March 25, 2009

A Culture of Anti-Materialism

The problem with our culture of consumerism is that it leans toward the power of docetism. Consumerism is never the drive to gather and store up our goods, it is the drive to replace our current goods with something else. Consumerism in essence denies material reality by always pointing beyond the product toward images and the insatiable desire to be clean, fresh, new, healthy, young, bold, smart, funny or whatever else we are told we are lacking.

Hear Rowan Williams', Archbishop of Canterbury's words (go here to listen or read in full):
'..... far from being a materialist culture, we are a culture that is resentful about material reality, hungry for anything and everything that distances us from the constraints of being a physical animal subject to temporal processes, to uncontrollable changes and to sheer accident.''
The economics of consumption are based on a belief in progress. Thus, for example, when our country and world face the first shrinking global market since WWII, we must realize that this is inevitable and necessary. Do you really believe that we can create a market that will be ever increasing, ever profitable, ever growing?

There seems to be an ontology based on the myth of progress that produces the epistemology that says we can overcome aging, dying, sickness, disease, poverty, etc. Sure these are all well and noble pursuits (obviously some more than others), but reality doesn't seem to work this way. We must work toward solutions to the above mentioned problems, not by trying to defy the reality of the world and ecological economics, but by living faithfully within the means given to us on this planet. An ever expanding market is unsustainable. Rising tides raises all boats, good for the boat owners, and drowns all boat builders.

For every summer there must be a winter, for every birth a death. The market must shrink, it must go up and down in ways that are meaningful. Shrinking is part of the ontology of earth, the seasons, the tide, the ebb and flow. Markets, governments, and people die to make room for new ones.

Other notables from Rowan Williams "Ethics, Economics, and Global Justice:"

We are delivered or converted not simply by resolving in a vacuum to be less greedy, but by understanding what it is to live as an organism which grows and changes and thus is involved in risk. We change because our minds or mindsets are changed and steered away from certain powerful but toxic myths. ...the state that promises maximised choice and minimal risk, is in serious danger of encouraging people to forget two fundamentals of economic reality – scarcity as an inexorable truth about a materially limited world, and concrete productivity and added value as the condition for increasing purchasing power or liberty, and thus sustaining any kind of market. The tension between these two things is, of course, at the heart of economic theory, and imbalance in economic reality arises when one or the other dominates for too long, producing an unhealthily controlled economy (scarcity-driven) or an unhealthily hyperactive and ill-regulated economy (based on the simple expansion of purchasing power). But forget that tension and what happens is not stability but plain confusion and fantasy. We have woken up belatedly to the results of behaving as though scarcity could be indefinitely deferred: the ecological crisis makes this painfully clear. Implied in what has just been said is a recognition of the dangers of 'growth' as an unexamined good. Growth out of poverty, growth towards a degree of intelligent control of one's circumstances, growth towards maturity of perception and sympathy – all these are manifestly good and ethically serious goals, and, as has already been suggested, there are ways of conducting our economic business that could honour and promote these. A goal of growth simply as an indefinite expansion of purchasing power is either vacuous or malign – malign to the extent that it inevitably implies the diminution of the capacity of others in a world of limited resource. Remember the significance of scarcity and vulnerability in shaping a sense of what ethical behaviour looks like.
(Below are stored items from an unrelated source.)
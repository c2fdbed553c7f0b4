//! Per-observer replication of externally visible bus events.
//!
//! [`StreamFanOut::attach`] subscribes once to every visible schema. Each
//! delivered event is copied into the bounded queue of every active
//! [`StreamConnection`] with a non-blocking send; a connection whose queue
//! is full or whose receiver is gone is deactivated and removed instead of
//! stalling the publisher. Reconnecting observers start with an empty
//! backlog.

use std::collections::HashMap;
use std::sync::atomic::{AtomicBool, Ordering};
use std::sync::{Arc, Mutex, PoisonError, Weak};
use std::time::Duration;

use genqueue_core::types::Timestamp;
use serde::Serialize;
use serde_json::Value;
use tokio::sync::mpsc;
use uuid::Uuid;

use crate::bus::{BusEvent, EventBus};

/// Default per-connection queue capacity.
pub const DEFAULT_CAPACITY: usize = 256;

/// An event queued for one observer.
#[derive(Debug, Clone, PartialEq, Serialize)]
pub struct StreamEvent {
    pub name: String,
    pub data: Value,
    pub timestamp: Timestamp,
}

impl From<&BusEvent> for StreamEvent {
    fn from(event: &BusEvent) -> Self {
        Self {
            name: event.name.clone(),
            data: Value::Object(event.data.clone()),
            timestamp: event.timestamp,
        }
    }
}

struct Slot {
    sender: mpsc::Sender<StreamEvent>,
    active: Arc<AtomicBool>,
}

/// Registry of live observer connections.
pub struct StreamFanOut {
    connections: Mutex<HashMap<Uuid, Slot>>,
    capacity: usize,
}

impl StreamFanOut {
    /// Create a fan-out and subscribe it to every visible event on `bus`.
    ///
    /// Schemas registered after this call are not forwarded.
    pub fn attach(bus: &EventBus, capacity: usize) -> Arc<Self> {
        let fanout = Arc::new(Self {
            connections: Mutex::new(HashMap::new()),
            capacity: capacity.max(1),
        });

        let mut names = Vec::new();
        for schema in bus.visible_schemas() {
            let weak = Arc::downgrade(&fanout);
            bus.subscribe(&schema.event_name, move |event: &BusEvent| {
                if let Some(fanout) = weak.upgrade() {
                    fanout.route(event);
                }
                Ok(())
            });
            names.push(schema.event_name.clone());
        }
        tracing::info!(events = names.len(), capacity = fanout.capacity, "Stream fan-out attached");
        tracing::debug!(events = ?names, "Stream fan-out subscriptions");

        fanout
    }

    /// Register a new observer with an empty queue.
    pub fn new_connection(self: &Arc<Self>) -> StreamConnection {
        let (sender, receiver) = mpsc::channel(self.capacity);
        let id = Uuid::new_v4();
        let active = Arc::new(AtomicBool::new(true));

        self.lock().insert(
            id,
            Slot {
                sender,
                active: Arc::clone(&active),
            },
        );
        tracing::info!(connection_id = %id, "Stream connection opened");

        StreamConnection {
            id,
            receiver,
            fanout: Arc::downgrade(self),
            active,
        }
    }

    /// Copy `event` into every connection's queue without blocking.
    pub fn route(&self, event: &BusEvent) {
        let stream_event = StreamEvent::from(event);
        let mut connections = self.lock();

        let mut dropped = Vec::new();
        for (id, slot) in connections.iter() {
            match slot.sender.try_send(stream_event.clone()) {
                Ok(()) => {}
                Err(mpsc::error::TrySendError::Full(_)) => {
                    tracing::warn!(connection_id = %id, event = %event.name, "Stream queue full, dropping connection");
                    dropped.push(*id);
                }
                Err(mpsc::error::TrySendError::Closed(_)) => {
                    tracing::debug!(connection_id = %id, "Stream receiver gone, removing connection");
                    dropped.push(*id);
                }
            }
        }

        for id in dropped {
            if let Some(slot) = connections.remove(&id) {
                slot.active.store(false, Ordering::SeqCst);
            }
        }
    }

    pub fn connection_count(&self) -> usize {
        self.lock().len()
    }

    /// Deactivate and remove one connection. Returns whether it existed.
    pub fn close(&self, id: Uuid) -> bool {
        match self.lock().remove(&id) {
            Some(slot) => {
                slot.active.store(false, Ordering::SeqCst);
                tracing::info!(connection_id = %id, "Stream connection closed");
                true
            }
            None => false,
        }
    }

    /// Close every connection. Used at process shutdown.
    pub fn shutdown_all(&self) {
        let drained: Vec<_> = self.lock().drain().collect();
        for (_, slot) in &drained {
            slot.active.store(false, Ordering::SeqCst);
        }
        tracing::info!(closed = drained.len(), "All stream connections closed");
    }

    fn lock(&self) -> std::sync::MutexGuard<'_, HashMap<Uuid, Slot>> {
        self.connections.lock().unwrap_or_else(PoisonError::into_inner)
    }
}

/// One observer's view of the fan-out.
///
/// Dropping the connection removes it from the fan-out.
pub struct StreamConnection {
    id: Uuid,
    receiver: mpsc::Receiver<StreamEvent>,
    fanout: Weak<StreamFanOut>,
    active: Arc<AtomicBool>,
}

impl StreamConnection {
    pub fn id(&self) -> Uuid {
        self.id
    }

    /// False once the fan-out has dropped or closed this connection.
    pub fn is_active(&self) -> bool {
        self.active.load(Ordering::SeqCst)
    }

    /// Wait up to `timeout` for the next queued event.
    ///
    /// Returns a queued event immediately if one is present, and `None`
    /// when the timeout elapses. After the connection is removed, queued
    /// events still drain and then `None` is returned without waiting;
    /// check [`is_active`](Self::is_active) to tell the two apart.
    pub async fn next(&mut self, timeout: Duration) -> Option<StreamEvent> {
        match tokio::time::timeout(timeout, self.receiver.recv()).await {
            Ok(Some(event)) => Some(event),
            Ok(None) => {
                self.active.store(false, Ordering::SeqCst);
                None
            }
            Err(_) => None,
        }
    }

    pub fn close(&mut self) {
        self.active.store(false, Ordering::SeqCst);
        if let Some(fanout) = self.fanout.upgrade() {
            fanout.close(self.id);
        }
        self.receiver.close();
    }
}

impl Drop for StreamConnection {
    fn drop(&mut self) {
        if let Some(fanout) = self.fanout.upgrade() {
            fanout.close(self.id);
        }
    }
}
Patience, trust and the acceptance of a world of real limitation are all hard work; yet the only liberation that is truly worth while is the liberation to be where we are and who we are as human beings, to be anchored in the reality that is properly ours. Other less serious and less risky enterprises may appear to promise a power that exceeds our limitations – but it is at the expense of truth, and so, ultimately at the expense of human life itself. Perhaps the very heart of the current challenge is the invitation to discover a little more deeply what is involved in
human freedom – not the illusory freedom of some fantasy of control.